#### Dataset excerpts ####
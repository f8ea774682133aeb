//! `extract`: free text → ingredient candidates.

use std::sync::Arc;

use async_trait::async_trait;
use serde::Deserialize;
use serde_json::json;

use crate::gateway::parse::salvage_string_fields;
use crate::gateway::{ModelOutcome, ModelRequest, TaskType};
use crate::workflow::executor::{ExecutorContext, ExecutorFault, NodeExecutor};
use crate::workflow::ingredient::{Category, Ingredient, IngredientSource};
use crate::workflow::state::{WorkflowErrorRecord, WorkflowState};
use crate::workflow::update::StateUpdate;

use super::{fallback_error, EXTRACT};

/// Confidence of the single ingredient used when extraction fails.
pub const FALLBACK_CONFIDENCE: f32 = 0.3;
const DEFAULT_CONFIDENCE: f32 = 0.5;

#[derive(Debug, Default, Deserialize)]
#[serde(default)]
struct ExtractedIngredient {
    name: Option<String>,
    size: Option<String>,
    material: Option<String>,
    category: Option<String>,
    condition: Option<String>,
    confidence: Option<f32>,
}

#[derive(Debug, Deserialize)]
struct ExtractionPayload {
    ingredients: Vec<ExtractedIngredient>,
}

fn non_blank(v: Option<String>) -> Option<String> {
    v.map(|s| s.trim().to_string()).filter(|s| !s.is_empty())
}

impl ExtractedIngredient {
    fn into_ingredient(self) -> Option<Ingredient> {
        let name = non_blank(self.name);
        let size = non_blank(self.size);
        let material = non_blank(self.material);
        if name.is_none() && size.is_none() && material.is_none() {
            return None;
        }
        let mut ing = Ingredient::new(
            name,
            IngredientSource::Extracted,
            self.confidence.unwrap_or(DEFAULT_CONFIDENCE),
        );
        ing.size = size;
        ing.material = material;
        ing.category = self.category.as_deref().and_then(Category::parse);
        ing.condition = non_blank(self.condition);
        ing.refresh_clarification_flag();
        Some(ing)
    }
}

/// Single low-confidence ingredient named after the raw input.
pub fn fallback_ingredient(user_input: &str) -> Ingredient {
    let name = user_input.trim();
    let mut ing = Ingredient::new(
        (!name.is_empty()).then(|| name.to_string()),
        IngredientSource::User,
        FALLBACK_CONFIDENCE,
    );
    ing.needs_clarification = true;
    ing
}

/// Field-by-field recovery from an unparseable reply.
fn salvage(raw: &str) -> Vec<Ingredient> {
    let names = salvage_string_fields(raw, "name");
    let materials = salvage_string_fields(raw, "material");
    let sizes = salvage_string_fields(raw, "size");
    names
        .into_iter()
        .enumerate()
        .map(|(i, name)| {
            let mut ing = Ingredient::named(name, IngredientSource::Extracted, DEFAULT_CONFIDENCE);
            // Only trust positional pairing when the lists line up.
            if materials.len() == sizes.len() {
                ing.material = materials.get(i).cloned();
                ing.size = sizes.get(i).cloned();
            }
            ing.refresh_clarification_flag();
            ing
        })
        .collect()
}

pub struct Extract {
    ctx: Arc<ExecutorContext>,
}

impl Extract {
    pub fn new(ctx: Arc<ExecutorContext>) -> Self {
        Self { ctx }
    }
}

#[async_trait]
impl NodeExecutor for Extract {
    fn id(&self) -> &'static str {
        EXTRACT
    }

    async fn execute(&self, state: &WorkflowState) -> Result<StateUpdate, ExecutorFault> {
        let prompt = format!(
            "List every raw material in this description as ingredients with name, size, \
             material, category (container, fastener, decorative, tool, other), condition \
             and a confidence between 0 and 1. Use null for unknown fields.\nDescription: {}",
            state.user_input
        );
        let nullable = json!({"type": ["string", "null"]});
        let schema = json!({
            "type": "object",
            "required": ["ingredients"],
            "properties": {
                "ingredients": {
                    "type": "array",
                    "items": {
                        "type": "object",
                        "properties": {
                            "name": nullable, "size": nullable, "material": nullable,
                            "category": nullable, "condition": nullable,
                            "confidence": {"type": "number", "minimum": 0, "maximum": 1}
                        }
                    }
                }
            }
        });
        let outcome = self
            .ctx
            .call::<ExtractionPayload>(ModelRequest::new(TaskType::Extraction, prompt).with_schema(schema))
            .await;

        let mut update = StateUpdate::new();
        if let Some(err) = fallback_error(EXTRACT, TaskType::Extraction, &outcome) {
            update.push_error(err);
        }
        let ingredients = match outcome {
            ModelOutcome::Success { data } => {
                let list: Vec<Ingredient> = data
                    .ingredients
                    .into_iter()
                    .filter_map(ExtractedIngredient::into_ingredient)
                    .collect();
                if list.is_empty() {
                    update.push_error(WorkflowErrorRecord::recoverable(
                        "extraction_empty",
                        EXTRACT,
                        "model returned no usable ingredients",
                    ));
                }
                list
            }
            ModelOutcome::SchemaError { raw } => salvage(&raw),
            ModelOutcome::ProviderError { .. } => Vec::new(),
        };

        let ingredients = if ingredients.is_empty() {
            vec![fallback_ingredient(&state.user_input)]
        } else {
            ingredients
        };
        tracing::debug!(count = ingredients.len(), "ingredients extracted");
        update.ingredients = Some(ingredients);
        Ok(update)
    }
}

#[cfg(test)]
mod tests {
    use super::*;
    use crate::gateway::{GatewayError, MockGateway};
    use crate::workflow::nodes::test_support::{ctx, offline};

    /// **Scenario**: A clean reply becomes extracted ingredients with clamped confidence.
    #[tokio::test]
    async fn extracts_from_model_reply() {
        let mock = Arc::new(MockGateway::new().push_response(
            TaskType::Extraction,
            r#"{"ingredients":[{"name":"water bottles","size":"500 ml","material":"plastic","confidence":1.4}]}"#,
        ));
        let update = Extract::new(ctx(mock))
            .execute(&WorkflowState::new("t", "3 plastic water bottles"))
            .await
            .unwrap();
        let list = update.ingredients.unwrap();
        assert_eq!(list.len(), 1);
        assert_eq!(list[0].material.as_deref(), Some("plastic"));
        assert_eq!(list[0].confidence(), 1.0);
        assert!(!list[0].needs_clarification);
        assert!(update.errors.is_empty());
    }

    /// **Scenario**: Provider failure yields one fallback ingredient named after the input, confidence 0.3.
    #[tokio::test]
    async fn provider_failure_uses_fallback_ingredient() {
        let update = Extract::new(offline())
            .execute(&WorkflowState::new("t", "an old guitar"))
            .await
            .unwrap();
        let list = update.ingredients.unwrap();
        assert_eq!(list.len(), 1);
        assert_eq!(list[0].name.as_deref(), Some("an old guitar"));
        assert_eq!(list[0].confidence(), FALLBACK_CONFIDENCE);
        assert!(list[0].needs_clarification);
        assert_eq!(update.errors.len(), 1);
        assert!(update.errors[0].recoverable);
    }

    /// **Scenario**: Quota exhaustion also falls back instead of leaving an empty list.
    #[tokio::test]
    async fn quota_failure_never_leaves_empty_list() {
        let mock = Arc::new(
            MockGateway::new()
                .push_error(TaskType::Extraction, GatewayError::QuotaExceeded("limit".into())),
        );
        let update = Extract::new(ctx(mock))
            .execute(&WorkflowState::new("t", "jar"))
            .await
            .unwrap();
        assert_eq!(update.ingredients.unwrap().len(), 1);
    }

    /// **Scenario**: Unparseable replies are salvaged field by field.
    #[tokio::test]
    async fn schema_error_is_salvaged() {
        let broken = r#"{"ingredients":[{"name":"jar","material":"glass","size":"small"},{"name":"cork","material":"cork","size":"tiny""#;
        let mock = Arc::new(MockGateway::new().with_response(TaskType::Extraction, broken));
        let update = Extract::new(ctx(mock))
            .execute(&WorkflowState::new("t", "jar and cork"))
            .await
            .unwrap();
        let list = update.ingredients.unwrap();
        assert_eq!(list.len(), 2);
        assert_eq!(list[1].name.as_deref(), Some("cork"));
        assert_eq!(list[0].material.as_deref(), Some("glass"));
        assert_eq!(update.errors[0].kind, "model_fallback");
    }
}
####
Copy every record above exactly as it appears.

repository f8ea774682133aeb
//! `extract`: free text → ingredient candidates.

use std::sync::Arc;

use async_trait::async_trait;
use serde::Deserialize;
use serde_json::json;

use crate::gateway::parse::salvage_string_fields;
use crate::gateway::{ModelOutcome, ModelRequest, TaskType};
use crate::workflow::executor::{ExecutorContext, ExecutorFault, NodeExecutor};
use crate::workflow::ingredient::{Category, Ingredient, IngredientSource};
use crate::workflow::state::{WorkflowErrorRecord, WorkflowState};
use crate::workflow::update::StateUpdate;

use super::{fallback_error, EXTRACT};

/// Confidence of the single ingredient used when extraction fails.
pub const FALLBACK_CONFIDENCE: f32 = 0.3;
const DEFAULT_CONFIDENCE: f32 = 0.5;

#[derive(Debug, Default, Deserialize)]
#[serde(default)]
struct ExtractedIngredient {
    name: Option<String>,
    size: Option<String>,
    material: Option<String>,
    category: Option<String>,
    condition: Option<String>,
    confidence: Option<f32>,
}

#[derive(Debug, Deserialize)]
struct ExtractionPayload {
    ingredients: Vec<ExtractedIngredient>,
}

fn non_blank(v: Option<String>) -> Option<String> {
    v.map(|s| s.trim().to_string()).filter(|s| !s.is_empty())
}

impl ExtractedIngredient {
    fn into_ingredient(self) -> Option<Ingredient> {
        let name = non_blank(self.name);
        let size = non_blank(self.size);
        let material = non_blank(self.material);
        if name.is_none() && size.is_none() && material.is_none() {
            return None;
        }
        let mut ing = Ingredient::new(
            name,
            IngredientSource::Extracted,
            self.confidence.unwrap_or(DEFAULT_CONFIDENCE),
        );
        ing.size = size;
        ing.material = material;
        ing.category = self.category.as_deref().and_then(Category::parse);
        ing.condition = non_blank(self.condition);
        ing.refresh_clarification_flag();
        Some(ing)
    }
}

/// Single low-confidence ingredient named after the raw input.
pub fn fallback_ingredient(user_input: &str) -> Ingredient {
    let name = user_input.trim();
    let mut ing = Ingredient::new(
        (!name.is_empty()).then(|| name.to_string()),
        IngredientSource::User,
        FALLBACK_CONFIDENCE,
    );
    ing.needs_clarification = true;
    ing
}

/// Field-by-field recovery from an unparseable reply.
fn salvage(raw: &str) -> Vec<Ingredient> {
    let names = salvage_string_fields(raw, "name");
    let materials = salvage_string_fields(raw, "material");
    let sizes = salvage_string_fields(raw, "size");
    names
        .into_iter()
        .enumerate()
        .map(|(i, name)| {
            let mut ing = Ingredient::named(name, IngredientSource::Extracted, DEFAULT_CONFIDENCE);
            // Only trust positional pairing when the lists line up.
            if materials.len() == sizes.len() {
                ing.material = materials.get(i).cloned();
                ing.size = sizes.get(i).cloned();
            }
            ing.refresh_clarification_flag();
            ing
        })
        .collect()
}

pub struct Extract {
    ctx: Arc<ExecutorContext>,
}

impl Extract {
    pub fn new(ctx: Arc<ExecutorContext>) -> Self {
        Self { ctx }
    }
}

#[async_trait]
impl NodeExecutor for Extract {
    fn id(&self) -> &'static str {
        EXTRACT
    }

    async fn execute(&self, state: &WorkflowState) -> Result<StateUpdate, ExecutorFault> {
        let prompt = format!(
            "List every raw material in this description as ingredients with name, size, \
             material, category (container, fastener, decorative, tool, other), condition \
             and a confidence between 0 and 1. Use null for unknown fields.\nDescription: {}",
            state.user_input
        );
        let nullable = json!({"type": ["string", "null"]});
        let schema = json!({
            "type": "object",
            "required": ["ingredients"],
            "properties": {
                "ingredients": {
                    "type": "array",
                    "items": {
                        "type": "object",
                        "properties": {
                            "name": nullable, "size": nullable, "material": nullable,
                            "category": nullable, "condition": nullable,
                            "confidence": {"type": "number", "minimum": 0, "maximum": 1}
                        }
                    }
                }
            }
        });
        let outcome = self
            .ctx
            .call::<ExtractionPayload>(ModelRequest::new(TaskType::Extraction, prompt).with_schema(schema))
            .await;

        let mut update = StateUpdate::new();
        if let Some(err) = fallback_error(EXTRACT, TaskType::Extraction, &outcome) {
            update.push_error(err);
        }
        let ingredients = match outcome {
            ModelOutcome::Success { data } => {
                let list: Vec<Ingredient> = data
                    .ingredients
                    .into_iter()
                    .filter_map(ExtractedIngredient::into_ingredient)
                    .collect();
                if list.is_empty() {
                    update.push_error(WorkflowErrorRecord::recoverable(
                        "extraction_empty",
                        EXTRACT,
                        "model returned no usable ingredients",
                    ));
                }
                list
            }
            ModelOutcome::SchemaError { raw } => salvage(&raw),
            ModelOutcome::ProviderError { .. } => Vec::new(),
        };

        let ingredients = if ingredients.is_empty() {
            vec![fallback_ingredient(&state.user_input)]
        } else {
            ingredients
        };
        tracing::debug!(count = ingredients.len(), "ingredients extracted");
        update.ingredients = Some(ingredients);
        Ok(update)
    }
}

#[cfg(test)]
mod tests {
    use super::*;
    use crate::gateway::{GatewayError, MockGateway};
    use crate::workflow::nodes::test_support::{ctx, offline};

    /// **Scenario**: A clean reply becomes extracted ingredients with clamped confidence.
    #[tokio::test]
    async fn extracts_from_model_reply() {
        let mock = Arc::new(MockGateway::new().push_response(
            TaskType::Extraction,
            r#"{"ingredients":[{"name":"water bottles","size":"500 ml","material":"plastic","confidence":1.4}]}"#,
        ));
        let update = Extract::new(ctx(mock))
            .execute(&WorkflowState::new("t", "3 plastic water bottles"))
            .await
            .unwrap();
        let list = update.ingredients.unwrap();
        assert_eq!(list.len(), 1);
        assert_eq!(list[0].material.as_deref(), Some("plastic"));
        assert_eq!(list[0].confidence(), 1.0);
        assert!(!list[0].needs_clarification);
        assert!(update.errors.is_empty());
    }

    /// **Scenario**: Provider failure yields one fallback ingredient named after the input, confidence 0.3.
    #[tokio::test]
    async fn provider_failure_uses_fallback_ingredient() {
        let update = Extract::new(offline())
            .execute(&WorkflowState::new("t", "an old guitar"))
            .await
            .unwrap();
        let list = update.ingredients.unwrap();
        assert_eq!(list.len(), 1);
        assert_eq!(list[0].name.as_deref(), Some("an old guitar"));
        assert_eq!(list[0].confidence(), FALLBACK_CONFIDENCE);
        assert!(list[0].needs_clarification);
        assert_eq!(update.errors.len(), 1);
        assert!(update.errors[0].recoverable);
    }

    /// **Scenario**: Quota exhaustion also falls back instead of leaving an empty list.
    #[tokio::test]
    async fn quota_failure_never_leaves_empty_list() {
        let mock = Arc::new(
            MockGateway::new()
                .push_error(TaskType::Extraction, GatewayError::QuotaExceeded("limit".into())),
        );
        let update = Extract::new(ctx(mock))
            .execute(&WorkflowState::new("t", "jar"))
            .await
            .unwrap();
        assert_eq!(update.ingredients.unwrap().len(), 1);
    }

    /// **Scenario**: Unparseable replies are salvaged field by field.
    #[tokio::test]
    async fn schema_error_is_salvaged() {
        let broken = r#"{"ingredients":[{"name":"jar","material":"glass","size":"small"},{"name":"cork","material":"cork","size":"tiny""#;
        let mock = Arc::new(MockGateway::new().with_response(TaskType::Extraction, broken));
        let update = Extract::new(ctx(mock))
            .execute(&WorkflowState::new("t", "jar and cork"))
            .await
            .unwrap();
        let list = update.ingredients.unwrap();
        assert_eq!(list.len(), 2);
        assert_eq!(list[1].name.as_deref(), Some("cork"));
        assert_eq!(list[0].material.as_deref(), Some("glass"));
        assert_eq!(update.errors[0].kind, "model_fallback");
    }
}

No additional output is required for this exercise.